==== Dataset records ====

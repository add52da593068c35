use std::collections::{BTreeMap, HashMap, HashSet};
use std::fmt;

use chrono::{Datelike, NaiveDate};

use super::model::{OrderRecord, OrderTable};

/// Bar count caps, matching the dashboard's chart layout.
pub const TOP_CUSTOMERS: usize = 5;
pub const TOP_SUBCATEGORIES: usize = 10;

// ---------------------------------------------------------------------------
// Derived types
// ---------------------------------------------------------------------------

/// Calendar year-month bucket derived from an order date (day discarded).
#[derive(Debug, Clone, Copy, PartialEq, Eq, PartialOrd, Ord, Hash)]
pub struct MonthKey {
    pub year: i32,
    pub month: u32,
}

impl MonthKey {
    pub fn from_date(date: NaiveDate) -> Self {
        Self {
            year: date.year(),
            month: date.month(),
        }
    }
}

impl fmt::Display for MonthKey {
    fn fmt(&self, f: &mut fmt::Formatter<'_>) -> fmt::Result {
        write!(f, "{:04}-{:02}", self.year, self.month)
    }
}

/// One point of the monthly sales/profit series.
#[derive(Debug, Clone, Copy, PartialEq)]
pub struct MonthPoint {
    pub month: MonthKey,
    pub sales: f64,
    pub profit: f64,
}

/// One unaggregated point of the sales-vs-profit scatter.
#[derive(Debug, Clone, PartialEq)]
pub struct ScatterPoint {
    pub sales: f64,
    pub profit: f64,
    pub category: String,
}

/// Headline totals over the current subset.
#[derive(Debug, Clone, Copy, Default, PartialEq)]
pub struct Kpis {
    pub total_sales: f64,
    pub total_profit: f64,
    /// Distinct OrderID values, not row count: one order may span several
    /// line-item rows.
    pub distinct_orders: usize,
}

// ---------------------------------------------------------------------------
// Grouping primitives
// ---------------------------------------------------------------------------

fn subset<'a>(table: &'a OrderTable, indices: &'a [usize]) -> impl Iterator<Item = &'a OrderRecord> {
    indices.iter().map(move |&i| &table.records[i])
}

fn by_customer(rec: &OrderRecord) -> &str {
    &rec.customer_name
}
fn by_segment(rec: &OrderRecord) -> &str {
    &rec.segment
}
fn by_region(rec: &OrderRecord) -> &str {
    &rec.region
}
fn by_category(rec: &OrderRecord) -> &str {
    &rec.category
}
fn by_sub_category(rec: &OrderRecord) -> &str {
    &rec.sub_category
}
fn sales_of(rec: &OrderRecord) -> f64 {
    rec.sales
}
fn profit_of(rec: &OrderRecord) -> f64 {
    rec.profit
}

/// Group records by `key`, summing `value`. Groups come back in
/// first-encounter order, so a later stable sort breaks ties by the first
/// occurrence of each key.
fn grouped_sum<'a>(
    records: impl Iterator<Item = &'a OrderRecord>,
    key: fn(&OrderRecord) -> &str,
    value: fn(&OrderRecord) -> f64,
) -> Vec<(String, f64)> {
    let mut groups: Vec<(String, f64)> = Vec::new();
    let mut index: HashMap<String, usize> = HashMap::new();
    for rec in records {
        let k = key(rec);
        match index.get(k) {
            Some(&i) => groups[i].1 += value(rec),
            None => {
                index.insert(k.to_string(), groups.len());
                groups.push((k.to_string(), value(rec)));
            }
        }
    }
    groups
}

fn sort_desc(mut groups: Vec<(String, f64)>) -> Vec<(String, f64)> {
    groups.sort_by(|a, b| b.1.total_cmp(&a.1));
    groups
}

// ---------------------------------------------------------------------------
// Aggregate views
// ---------------------------------------------------------------------------

/// Top `n` customers by summed sales, descending.
pub fn top_customers_by_sales(table: &OrderTable, indices: &[usize], n: usize) -> Vec<(String, f64)> {
    let mut ranked = sort_desc(grouped_sum(subset(table, indices), by_customer, sales_of));
    ranked.truncate(n);
    ranked
}

/// Summed sales per segment, descending; consumed as proportions of the
/// subset total.
pub fn sales_share_by_segment(table: &OrderTable, indices: &[usize]) -> Vec<(String, f64)> {
    sort_desc(grouped_sum(subset(table, indices), by_segment, sales_of))
}

/// Monthly sales and profit, ascending by calendar month. Records with an
/// unknown order date do not contribute to this view.
pub fn monthly_sales_profit(table: &OrderTable, indices: &[usize]) -> Vec<MonthPoint> {
    let mut buckets: BTreeMap<MonthKey, (f64, f64)> = BTreeMap::new();
    for rec in subset(table, indices) {
        if let Some(date) = rec.order_date {
            let slot = buckets.entry(MonthKey::from_date(date)).or_insert((0.0, 0.0));
            slot.0 += rec.sales;
            slot.1 += rec.profit;
        }
    }
    buckets
        .into_iter()
        .map(|(month, (sales, profit))| MonthPoint { month, sales, profit })
        .collect()
}

/// Raw per-record (sales, profit, category) passthrough, in subset order.
pub fn scatter_points(table: &OrderTable, indices: &[usize]) -> Vec<ScatterPoint> {
    subset(table, indices)
        .map(|rec| ScatterPoint {
            sales: rec.sales,
            profit: rec.profit,
            category: rec.category.clone(),
        })
        .collect()
}

/// Summed sales per region, descending.
pub fn sales_by_region(table: &OrderTable, indices: &[usize]) -> Vec<(String, f64)> {
    sort_desc(grouped_sum(subset(table, indices), by_region, sales_of))
}

/// Summed sales per category, descending.
pub fn sales_by_category(table: &OrderTable, indices: &[usize]) -> Vec<(String, f64)> {
    sort_desc(grouped_sum(subset(table, indices), by_category, sales_of))
}

/// Top `n` sub-categories by summed profit, descending.
pub fn top_subcategories_by_profit(
    table: &OrderTable,
    indices: &[usize],
    n: usize,
) -> Vec<(String, f64)> {
    let mut ranked = sort_desc(grouped_sum(subset(table, indices), by_sub_category, profit_of));
    ranked.truncate(n);
    ranked
}

/// Headline totals. An empty subset yields zeros, never an error.
pub fn kpis(table: &OrderTable, indices: &[usize]) -> Kpis {
    let mut totals = Kpis::default();
    let mut orders: HashSet<&str> = HashSet::new();
    for rec in subset(table, indices) {
        totals.total_sales += rec.sales;
        totals.total_profit += rec.profit;
        orders.insert(rec.order_id.as_str());
    }
    totals.distinct_orders = orders.len();
    totals
}

// ---------------------------------------------------------------------------
// DashboardSummary – every view, bundled
// ---------------------------------------------------------------------------

/// Every aggregate view the dashboard renders, derived from one subset.
/// Rebuilt from scratch whenever the filter selection changes; never
/// updated incrementally.
#[derive(Debug, Clone, Default, PartialEq)]
pub struct DashboardSummary {
    pub kpis: Kpis,
    pub top_customers: Vec<(String, f64)>,
    pub segment_share: Vec<(String, f64)>,
    pub monthly: Vec<MonthPoint>,
    pub scatter: Vec<ScatterPoint>,
    pub region_sales: Vec<(String, f64)>,
    pub category_sales: Vec<(String, f64)>,
    pub subcategory_profit: Vec<(String, f64)>,
}

impl DashboardSummary {
    pub fn compute(table: &OrderTable, indices: &[usize]) -> Self {
        Self {
            kpis: kpis(table, indices),
            top_customers: top_customers_by_sales(table, indices, TOP_CUSTOMERS),
            segment_share: sales_share_by_segment(table, indices),
            monthly: monthly_sales_profit(table, indices),
            scatter: scatter_points(table, indices),
            region_sales: sales_by_region(table, indices),
            category_sales: sales_by_category(table, indices),
            subcategory_profit: top_subcategories_by_profit(table, indices, TOP_SUBCATEGORIES),
        }
    }
}

// ---------------------------------------------------------------------------
// Tests
// ---------------------------------------------------------------------------

#[cfg(test)]
mod tests {
    use super::*;

    fn rec(customer: &str, sales: f64) -> OrderRecord {
        OrderRecord {
            order_id: format!("O-{customer}"),
            order_date: None,
            ship_date: None,
            region: "West".to_string(),
            segment: "Consumer".to_string(),
            category: "Technology".to_string(),
            sub_category: "Phones".to_string(),
            customer_name: customer.to_string(),
            sales,
            profit: sales * 0.2,
        }
    }

    fn all(table: &OrderTable) -> Vec<usize> {
        (0..table.len()).collect()
    }

    #[test]
    fn top_customers_sums_and_ranks() {
        let table = OrderTable::from_records(vec![rec("A", 100.0), rec("B", 50.0), rec("A", 30.0)]);
        let idx = all(&table);
        let top = top_customers_by_sales(&table, &idx, 5);
        assert_eq!(
            top,
            vec![("A".to_string(), 130.0), ("B".to_string(), 50.0)]
        );
    }

    #[test]
    fn top_n_truncates_and_never_exceeds_subset_total() {
        let records: Vec<OrderRecord> = (0..8).map(|i| rec(&format!("C{i}"), 10.0 * (i + 1) as f64)).collect();
        let table = OrderTable::from_records(records);
        let idx = all(&table);

        let top = top_customers_by_sales(&table, &idx, TOP_CUSTOMERS);
        assert_eq!(top.len(), TOP_CUSTOMERS);

        let top_sum: f64 = top.iter().map(|(_, v)| v).sum();
        let subset_sum = kpis(&table, &idx).total_sales;
        assert!(top_sum <= subset_sum);
    }

    #[test]
    fn ties_break_by_first_encounter() {
        let table = OrderTable::from_records(vec![rec("B", 50.0), rec("A", 50.0), rec("C", 80.0)]);
        let idx = all(&table);
        let top = top_customers_by_sales(&table, &idx, 3);
        // C leads; B and A tie, so B keeps its earlier encounter position.
        assert_eq!(top[0].0, "C");
        assert_eq!(top[1].0, "B");
        assert_eq!(top[2].0, "A");
    }

    #[test]
    fn month_bucketing_combines_same_calendar_month() {
        let mut a = rec("A", 100.0);
        a.order_date = NaiveDate::from_ymd_opt(2020, 1, 15);
        let mut b = rec("B", 50.0);
        b.order_date = NaiveDate::from_ymd_opt(2020, 1, 28);
        let mut c = rec("C", 10.0);
        c.order_date = NaiveDate::from_ymd_opt(2020, 3, 2);
        let undated = rec("D", 999.0);

        let table = OrderTable::from_records(vec![c, a, b, undated]);
        let idx = all(&table);
        let series = monthly_sales_profit(&table, &idx);

        assert_eq!(series.len(), 2);
        assert_eq!(series[0].month.to_string(), "2020-01");
        assert_eq!(series[0].sales, 150.0);
        assert_eq!(series[1].month.to_string(), "2020-03");
        assert_eq!(series[1].sales, 10.0);
    }

    #[test]
    fn empty_subset_degrades_to_zero() {
        let table = OrderTable::from_records(vec![rec("A", 100.0)]);
        let summary = DashboardSummary::compute(&table, &[]);
        assert_eq!(summary.kpis.total_sales, 0.0);
        assert_eq!(summary.kpis.total_profit, 0.0);
        assert_eq!(summary.kpis.distinct_orders, 0);
        assert!(summary.top_customers.is_empty());
        assert!(summary.segment_share.is_empty());
        assert!(summary.monthly.is_empty());
        assert!(summary.scatter.is_empty());
        assert!(summary.region_sales.is_empty());
        assert!(summary.category_sales.is_empty());
        assert!(summary.subcategory_profit.is_empty());
    }

    #[test]
    fn distinct_orders_counts_ids_not_rows() {
        let mut first = rec("A", 100.0);
        first.order_id = "ORD-1".to_string();
        let mut second = rec("A", 30.0);
        second.order_id = "ORD-1".to_string();
        let mut third = rec("B", 50.0);
        third.order_id = "ORD-2".to_string();

        let table = OrderTable::from_records(vec![first, second, third]);
        let idx = all(&table);
        let totals = kpis(&table, &idx);
        assert_eq!(totals.distinct_orders, 2);
        assert!(totals.distinct_orders <= idx.len());
        assert_eq!(totals.total_sales, 180.0);
    }

    #[test]
    fn distinct_orders_equals_rows_iff_single_line_items() {
        let mut a = rec("A", 10.0);
        a.order_id = "ORD-1".to_string();
        let mut b = rec("B", 20.0);
        b.order_id = "ORD-2".to_string();
        let table = OrderTable::from_records(vec![a, b]);
        let idx = all(&table);
        assert_eq!(kpis(&table, &idx).distinct_orders, idx.len());
    }

    #[test]
    fn segment_share_partitions_the_total() {
        let mut corp = rec("A", 60.0);
        corp.segment = "Corporate".to_string();
        let table = OrderTable::from_records(vec![rec("B", 100.0), corp, rec("C", 40.0)]);
        let idx = all(&table);

        let share = sales_share_by_segment(&table, &idx);
        let share_sum: f64 = share.iter().map(|(_, v)| v).sum();
        assert_eq!(share_sum, kpis(&table, &idx).total_sales);
        assert_eq!(share[0], ("Consumer".to_string(), 140.0));
        assert_eq!(share[1], ("Corporate".to_string(), 60.0));
    }

    #[test]
    fn scatter_is_a_passthrough_in_subset_order() {
        let table = OrderTable::from_records(vec![rec("A", 100.0), rec("B", 50.0)]);
        let points = scatter_points(&table, &[1, 0]);
        assert_eq!(points.len(), 2);
        assert_eq!(points[0].sales, 50.0);
        assert_eq!(points[1].sales, 100.0);
        assert_eq!(points[0].category, "Technology");
    }

    #[test]
    fn subcategory_profit_takes_top_ten() {
        let records: Vec<OrderRecord> = (0..12)
            .map(|i| {
                let mut r = rec(&format!("C{i}"), 10.0);
                r.sub_category = format!("Sub{i:02}");
                r.profit = i as f64;
                r
            })
            .collect();
        let table = OrderTable::from_records(records);
        let idx = all(&table);

        let top = top_subcategories_by_profit(&table, &idx, TOP_SUBCATEGORIES);
        assert_eq!(top.len(), 10);
        assert_eq!(top[0], ("Sub11".to_string(), 11.0));
        assert_eq!(top[9], ("Sub02".to_string(), 2.0));
    }
}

====

Please copy out each line of the material that holds the string "BTreeMap".

use std::collections::{BTreeMap, HashMap, HashSet};
    let mut buckets: BTreeMap<MonthKey, (f64, f64)> = BTreeMap::new();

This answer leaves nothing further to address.